Dataset excerpts:
**********

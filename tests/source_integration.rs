//! Integration tests for item sources and the download manager.
//!
//! These tests serve real HTML listing pages and file bodies from a mock
//! server, then drive discovery and full downloads through the public
//! API.

use std::sync::Arc;
use std::time::Duration;

use patchdl_core::{
    DEFAULT_FILE_PATTERN, DownloadEngine, DownloadManager, ItemSource, ListingSource, NullSink,
    SourceError, UrlListSource,
};
use tempfile::TempDir;
use wiremock::matchers::{method, path};
use wiremock::{Mock, MockServer, ResponseTemplate};

async fn mount_html(server: &MockServer, page_path: &str, html: String) {
    Mock::given(method("GET"))
        .and(path(page_path))
        .respond_with(ResponseTemplate::new(200).set_body_string(html))
        .mount(server)
        .await;
}

async fn mount_file(server: &MockServer, file_path: &str, body: &[u8]) {
    Mock::given(method("GET"))
        .and(path(file_path))
        .respond_with(ResponseTemplate::new(200).set_body_bytes(body.to_vec()))
        .mount(server)
        .await;
}

// ==================== Listing Discovery Tests ====================

#[tokio::test]
async fn test_listing_discovers_matching_files_in_page_order() {
    let mock_server = MockServer::start().await;
    let uri = mock_server.uri();
    let html = format!(
        r#"<html><body>
<h1>Patch archive</h1>
<a href="{uri}/files/Client-001.bin">Client patch 001</a><br>
<a href="{uri}/files/Client-002.zip"><b>Client</b> patch 002</a><br>
<a href="{uri}/notes/readme.html">Release notes</a>
<a href="/relative/Client-003.bin">relative link</a>
</body></html>"#
    );
    mount_html(&mock_server, "/patches/", html).await;

    let engine = DownloadEngine::default();
    let source = ListingSource::new(
        engine.client().clone(),
        format!("{uri}/patches/"),
        DEFAULT_FILE_PATTERN,
    )
    .expect("default pattern should compile");

    let items = source.discover().await.expect("discovery should succeed");

    assert_eq!(items.len(), 2, "only absolute matching hrefs survive");
    assert_eq!(items[0].file_name(), "Client-001.bin");
    assert_eq!(items[0].display_name(), "Client patch 001");
    assert_eq!(items[0].url(), format!("{uri}/files/Client-001.bin"));
    assert_eq!(items[1].file_name(), "Client-002.zip");
    assert_eq!(items[1].display_name(), "Client patch 002");
}

#[tokio::test]
async fn test_listing_decodes_entities_in_display_names() {
    let mock_server = MockServer::start().await;
    let uri = mock_server.uri();
    let html =
        format!(r#"<a href="{uri}/p/fix.bin">Patch&nbsp;&amp;&nbsp;Fix&nbsp;Pack</a>"#);
    mount_html(&mock_server, "/list", html).await;

    let engine = DownloadEngine::default();
    let source = ListingSource::new(
        engine.client().clone(),
        format!("{uri}/list"),
        DEFAULT_FILE_PATTERN,
    )
    .expect("default pattern should compile");

    let items = source.discover().await.expect("discovery should succeed");

    assert_eq!(items.len(), 1);
    assert_eq!(items[0].display_name(), "Patch & Fix Pack");
}

#[tokio::test]
async fn test_listing_http_error_maps_to_source_error() {
    let mock_server = MockServer::start().await;
    Mock::given(method("GET"))
        .and(path("/list"))
        .respond_with(ResponseTemplate::new(503))
        .mount(&mock_server)
        .await;

    let engine = DownloadEngine::default();
    let source = ListingSource::new(
        engine.client().clone(),
        format!("{}/list", mock_server.uri()),
        DEFAULT_FILE_PATTERN,
    )
    .expect("default pattern should compile");

    let error = source
        .discover()
        .await
        .expect_err("a 503 listing must not discover anything");

    match error {
        SourceError::Http { status, .. } => assert_eq!(status, Some(503)),
        other => panic!("expected an HTTP source error, got {other:?}"),
    }
}

#[tokio::test]
async fn test_listing_empty_page_discovers_nothing() {
    let mock_server = MockServer::start().await;
    mount_html(&mock_server, "/list", "<html><body>nothing here</body></html>".to_string()).await;

    let engine = DownloadEngine::default();
    let source = ListingSource::new(
        engine.client().clone(),
        format!("{}/list", mock_server.uri()),
        DEFAULT_FILE_PATTERN,
    )
    .expect("default pattern should compile");

    let items = source.discover().await.expect("discovery should succeed");
    assert!(items.is_empty());
}

// ==================== Manager Tests ====================

#[tokio::test]
async fn test_manager_downloads_everything_a_listing_discovers() {
    let mock_server = MockServer::start().await;
    let uri = mock_server.uri();
    let html = format!(
        r#"<a href="{uri}/files/a.bin">Patch A</a>
<a href="{uri}/files/b.bin">Patch B</a>"#
    );
    mount_html(&mock_server, "/patches/", html).await;
    mount_file(&mock_server, "/files/a.bin", b"contents of a").await;
    mount_file(&mock_server, "/files/b.bin", b"contents of b").await;

    let engine = DownloadEngine::default();
    let source = ListingSource::new(
        engine.client().clone(),
        format!("{uri}/patches/"),
        DEFAULT_FILE_PATTERN,
    )
    .expect("default pattern should compile");
    let manager = DownloadManager::with_engine(engine, Box::new(source));

    let count = manager.load().await.expect("load should succeed");
    assert_eq!(count, 2);

    let temp_dir = TempDir::new().expect("failed to create temp dir");
    let stats = manager.start(temp_dir.path(), Arc::new(NullSink), 2).await;

    assert_eq!(stats.completed(), 2);
    assert_eq!(stats.failed(), 0);
    let a = std::fs::read(temp_dir.path().join("a.bin")).expect("a.bin should exist");
    assert_eq!(a, b"contents of a");
    let b = std::fs::read(temp_dir.path().join("b.bin")).expect("b.bin should exist");
    assert_eq!(b, b"contents of b");
}

#[tokio::test]
async fn test_manager_start_honors_deselection() {
    let mock_server = MockServer::start().await;
    let uri = mock_server.uri();
    mount_file(&mock_server, "/a.bin", b"aaa").await;
    mount_file(&mock_server, "/b.bin", b"bbb").await;

    let source = UrlListSource::new(format!("{uri}/a.bin\n{uri}/b.bin"));
    let manager = DownloadManager::new(Box::new(source));

    let count = manager.load().await.expect("load should succeed");
    assert_eq!(count, 2);
    manager.items()[0].set_selected(false);

    let temp_dir = TempDir::new().expect("failed to create temp dir");
    let stats = manager.start(temp_dir.path(), Arc::new(NullSink), 2).await;

    assert_eq!(stats.total(), 1, "deselected items stay out of the batch");
    assert!(!temp_dir.path().join("a.bin").exists());
    assert!(temp_dir.path().join("b.bin").exists());
}

#[tokio::test]
async fn test_manager_cancel_all_stops_running_batch() {
    let mock_server = MockServer::start().await;
    Mock::given(method("GET"))
        .and(path("/slow.bin"))
        .respond_with(
            ResponseTemplate::new(200)
                .set_body_bytes(vec![0_u8; 1024])
                .set_delay(Duration::from_millis(1000)),
        )
        .mount(&mock_server)
        .await;

    let source = UrlListSource::new(format!("{}/slow.bin", mock_server.uri()));
    let manager = Arc::new(DownloadManager::new(Box::new(source)));
    manager.load().await.expect("load should succeed");

    let temp_dir = TempDir::new().expect("failed to create temp dir");
    let handle = {
        let manager = Arc::clone(&manager);
        let dest = temp_dir.path().to_path_buf();
        tokio::spawn(async move { manager.start(&dest, Arc::new(NullSink), 1).await })
    };

    tokio::time::sleep(Duration::from_millis(300)).await;
    manager.cancel_all();
    let stats = handle.await.expect("batch task should not panic");

    assert_eq!(stats.cancelled(), 1);
    assert_eq!(manager.items()[0].status(), "cancelled");
}

#[tokio::test]
async fn test_manager_failed_load_leaves_list_empty() {
    let mock_server = MockServer::start().await;
    Mock::given(method("GET"))
        .and(path("/patches/"))
        .respond_with(ResponseTemplate::new(500))
        .mount(&mock_server)
        .await;

    let engine = DownloadEngine::default();
    let source = ListingSource::new(
        engine.client().clone(),
        format!("{}/patches/", mock_server.uri()),
        DEFAULT_FILE_PATTERN,
    )
    .expect("default pattern should compile");
    let manager = DownloadManager::with_engine(engine, Box::new(source));

    let result = manager.load().await;
    assert!(result.is_err(), "a 500 listing must fail the load");
    assert!(
        manager.items().is_empty(),
        "a failed load must leave the list empty"
    );
}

**********

* **Your objective**
Whenever the word "DownloadManager" occurs in a line above, copy that line.

* **Exercise answer**
    DEFAULT_FILE_PATTERN, DownloadEngine, DownloadManager, ItemSource, ListingSource, NullSink,
    let manager = DownloadManager::with_engine(engine, Box::new(source));
    let manager = DownloadManager::new(Box::new(source));
    let manager = Arc::new(DownloadManager::new(Box::new(source)));
    let manager = DownloadManager::with_engine(engine, Box::new(source));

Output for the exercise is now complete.